# Connection problem Windows server 2003.



## SamAE (Jun 25, 2012)

Hi there,
I have 3 servers in my domain.
- Windows server 2008 - DC.
- Windows server 2008 - Secondary DC.
- Windows server 2003 - File server.
It all started with a &quot;Netlogon&quot; error in 2003 server which resulted in dropping of connection with the server 2003. A folder shared across the network from the server 2003 stops functioning randomly. There are numerous error messages logging in the event viewer so i cannot specify the exact error message. Below mentioning some of them.
- Eventid : 4199,5719, 8003, 1111, 1004, 15005, 11164
Steps Tried:Tried changing the network cables even changed the switch which the server was connected to. But still i am facing the same problem. It will work for 15 min when i repair the network connection. But disconnects right after.Updated the network adapter drivers.
Please let me know if you need more details.Thanks,


----------



## grondie (Jan 30, 2003)

The fact that the issue is random points to a hardware issue.

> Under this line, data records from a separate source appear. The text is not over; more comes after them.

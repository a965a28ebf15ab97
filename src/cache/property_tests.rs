//! Property-Based Tests for Cache Module
//!
//! Uses proptest to check store, snapshot and encryption behavior over
//! generated inputs.

use proptest::prelude::*;
use std::collections::HashMap;
use std::sync::Arc;
use std::thread::sleep;
use std::time::Duration;

use crate::cache::{Cache, CacheOptions, Value};

// == Test Configuration ==
const TEST_DEFAULT_TTL: u64 = 300;
const TEST_CIPHER_KEY: &[u8; 32] = b"k3y-k3y-k3y-k3y-k3y-k3y-k3y-k3y!";
const TEST_CIPHER_IV: &[u8; 16] = b"iv-iv-iv-iv-iv-!";

// == Strategies ==
/// Generates valid cache keys
fn valid_key_strategy() -> impl Strategy<Value = String> {
    "[a-zA-Z0-9_]{1,64}"
}

/// Generates values across the built-in variants
fn value_strategy() -> impl Strategy<Value = Value> {
    prop_oneof![
        any::<bool>().prop_map(Value::Bool),
        any::<i64>().prop_map(Value::Int),
        (-1.0e9f64..1.0e9).prop_map(Value::Float),
        "[a-zA-Z0-9 ]{0,256}".prop_map(Value::Str),
        prop::collection::vec(any::<u8>(), 0..64).prop_map(Value::Bytes),
    ]
}

/// Generates a sequence of cache operations for testing
#[derive(Debug, Clone)]
enum CacheOp {
    Put { key: String, value: Value },
    Get { key: String },
    Delete { key: String },
}

fn cache_op_strategy() -> impl Strategy<Value = CacheOp> {
    prop_oneof![
        (valid_key_strategy(), value_strategy())
            .prop_map(|(key, value)| CacheOp::Put { key, value }),
        valid_key_strategy().prop_map(|key| CacheOp::Get { key }),
        valid_key_strategy().prop_map(|key| CacheOp::Delete { key }),
    ]
}

fn encrypted_cache() -> Cache {
    Cache::new(CacheOptions {
        default_ttl: TEST_DEFAULT_TTL,
        cipher_key: Some(TEST_CIPHER_KEY.to_vec()),
        cipher_iv: Some(TEST_CIPHER_IV.to_vec()),
        ..CacheOptions::default()
    })
    .unwrap()
}

proptest! {
    #![proptest_config(ProptestConfig::with_cases(100))]

    // Storing a pair and reading it back before expiry returns the stored value.
    #[test]
    fn prop_roundtrip_storage(key in valid_key_strategy(), value in value_strategy()) {
        let cache = Cache::with_ttl(TEST_DEFAULT_TTL);

        cache.put(key.clone(), value.clone());

        prop_assert_eq!(cache.get(&key), Some(value));
    }

    // A second put on the same key wins and leaves exactly one entry.
    #[test]
    fn prop_overwrite_semantics(
        key in valid_key_strategy(),
        value1 in value_strategy(),
        value2 in value_strategy()
    ) {
        let cache = Cache::with_ttl(TEST_DEFAULT_TTL);

        cache.put(key.clone(), value1);
        cache.put(key.clone(), value2.clone());

        prop_assert_eq!(cache.get(&key), Some(value2));
        prop_assert_eq!(cache.count(), 1);
    }

    // The cache agrees with a HashMap model for any operation sequence.
    #[test]
    fn prop_matches_model(ops in prop::collection::vec(cache_op_strategy(), 1..60)) {
        let cache = Cache::with_ttl(TEST_DEFAULT_TTL);
        let mut model: HashMap<String, Value> = HashMap::new();

        for op in ops {
            match op {
                CacheOp::Put { key, value } => {
                    cache.put(key.clone(), value.clone());
                    model.insert(key, value);
                }
                CacheOp::Get { key } => {
                    prop_assert_eq!(cache.get(&key), model.get(&key).cloned());
                }
                CacheOp::Delete { key } => {
                    let existed = model.remove(&key).is_some();
                    prop_assert_eq!(cache.delete_safe(&key), existed);
                }
            }
        }

        prop_assert_eq!(cache.count(), model.len());
    }

    // Clear empties the cache whatever it held.
    #[test]
    fn prop_clear_empties(
        entries in prop::collection::vec((valid_key_strategy(), value_strategy()), 0..50)
    ) {
        let cache = Cache::with_ttl(TEST_DEFAULT_TTL);
        for (key, value) in &entries {
            cache.put(key.clone(), value.clone());
        }

        cache.clear();

        prop_assert_eq!(cache.count(), 0);
        for (key, _) in &entries {
            prop_assert_eq!(cache.get(key), None);
        }
    }

    // Snapshot bytes loaded into a fresh cache reproduce every entry.
    #[test]
    fn prop_snapshot_roundtrip(
        entries in prop::collection::hash_map(valid_key_strategy(), value_strategy(), 0..50)
    ) {
        let source = Cache::with_ttl(TEST_DEFAULT_TTL);
        for (key, value) in &entries {
            source.put(key.clone(), value.clone());
        }

        let target = Cache::with_ttl(TEST_DEFAULT_TTL);
        let loaded = target
            .restore_snapshot_bytes(&source.to_snapshot_bytes().unwrap())
            .unwrap();

        prop_assert_eq!(loaded, entries.len());
        prop_assert_eq!(target.count(), entries.len());
        for (key, value) in &entries {
            prop_assert_eq!(target.get(key), Some(value.clone()));
        }
    }

    // Any printable string survives put_crypt/get_crypt.
    #[test]
    fn prop_crypt_roundtrip(key in valid_key_strategy(), plaintext in "\\PC{0,200}") {
        let cache = encrypted_cache();

        cache.put_crypt(key.clone(), &plaintext).unwrap();

        prop_assert_eq!(cache.get_crypt(&key).unwrap(), plaintext);
    }
}

// Separate proptest block with fewer cases for time-sensitive TTL tests
proptest! {
    #![proptest_config(ProptestConfig::with_cases(5))]

    // After the TTL elapses, get misses and the entry is gone from the count.
    #[test]
    fn prop_ttl_expiration_behavior(
        key in valid_key_strategy(),
        value in value_strategy()
    ) {
        let cache = Cache::with_ttl(TEST_DEFAULT_TTL);

        cache.put_exp(key.clone(), value.clone(), 1);
        prop_assert_eq!(cache.count(), 1);

        sleep(Duration::from_millis(1100));

        prop_assert_eq!(cache.get(&key), None);
        prop_assert_eq!(cache.count(), 0);
    }
}

// == Property Test for Concurrent Operation Correctness ==
proptest! {
    #![proptest_config(ProptestConfig::with_cases(20))]

    // Concurrent writers on disjoint keys lose no updates.
    #[test]
    fn prop_concurrent_disjoint_writers(
        entries in prop::collection::hash_map(valid_key_strategy(), value_strategy(), 1..40)
    ) {
        let cache = Arc::new(Cache::with_ttl(TEST_DEFAULT_TTL));

        let handles: Vec<_> = entries
            .clone()
            .into_iter()
            .map(|(key, value)| {
                let cache = Arc::clone(&cache);
                std::thread::spawn(move || cache.put(key, value))
            })
            .collect();

        for handle in handles {
            handle.join().expect("writer should not panic");
        }

        prop_assert_eq!(cache.count(), entries.len());
        for (key, value) in &entries {
            prop_assert_eq!(cache.get(key), Some(value.clone()));
        }
    }
}

// == Remote Round Trip ==
proptest! {
    #![proptest_config(ProptestConfig::with_cases(10))]

    // Persisting through a blob store and restoring yields the same entries.
    #[test]
    fn prop_remote_roundtrip(
        entries in prop::collection::hash_map(valid_key_strategy(), value_strategy(), 0..20)
    ) {
        use crate::storage::DirBlobStore;
        use crate::tasks::{persist_once, PersistConfig};

        let dir = tempfile::tempdir().unwrap();
        let store = DirBlobStore::new(dir.path().join("bucket"), dir.path(), "prop");
        let config = PersistConfig {
            interval: Duration::from_secs(60),
            staging_path: dir.path().join("staging"),
            object_key: "prop".to_string(),
        };

        let cache = Arc::new(Cache::with_ttl(TEST_DEFAULT_TTL));
        for (key, value) in &entries {
            cache.put(key.clone(), value.clone());
        }

        let restored = tokio_test::block_on(async {
            persist_once(&cache, &store, &config).await?;
            Cache::from_remote(&store, "prop", CacheOptions::with_ttl(TEST_DEFAULT_TTL)).await
        })
        .unwrap();

        prop_assert_eq!(restored.count(), entries.len());
        for (key, value) in &entries {
            prop_assert_eq!(restored.get(key), Some(value.clone()));
        }
    }
}

// == Additional Unit Tests for Edge Cases ==
#[cfg(test)]
mod tests {
    use super::*;

    #[test]
    fn test_put_verified_reports_match() {
        let cache = Cache::with_ttl(TEST_DEFAULT_TTL);
        assert!(cache.put_verified("k", Value::Float(1.5)));
    }

    #[test]
    fn test_put_verified_nan_never_matches() {
        // NaN is never equal to itself, so verification cannot succeed.
        let cache = Cache::with_ttl(TEST_DEFAULT_TTL);
        assert!(!cache.put_verified("k", Value::Float(f64::NAN)));
        assert!(cache.exists("k"));
    }
}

Have you tried replacing the NIC in the 2003 server?

Also, are the 2008 DC's recent additions/upgrades or can we rule them out as a cause?


----------



## SamAE (Jun 25, 2012)

I have tried changing the NIC and changed the cable also but no luck.

Right now i am maintaining the connection with a .bat file scheduled to run every 1 minute which contains the following cmds.

ipconfig /renew
arp -d
nbtstat -r
nbtstat -rr
ipconfig /flushdns
ipconfig /registerDNS

I know that this is not a good practice.


----------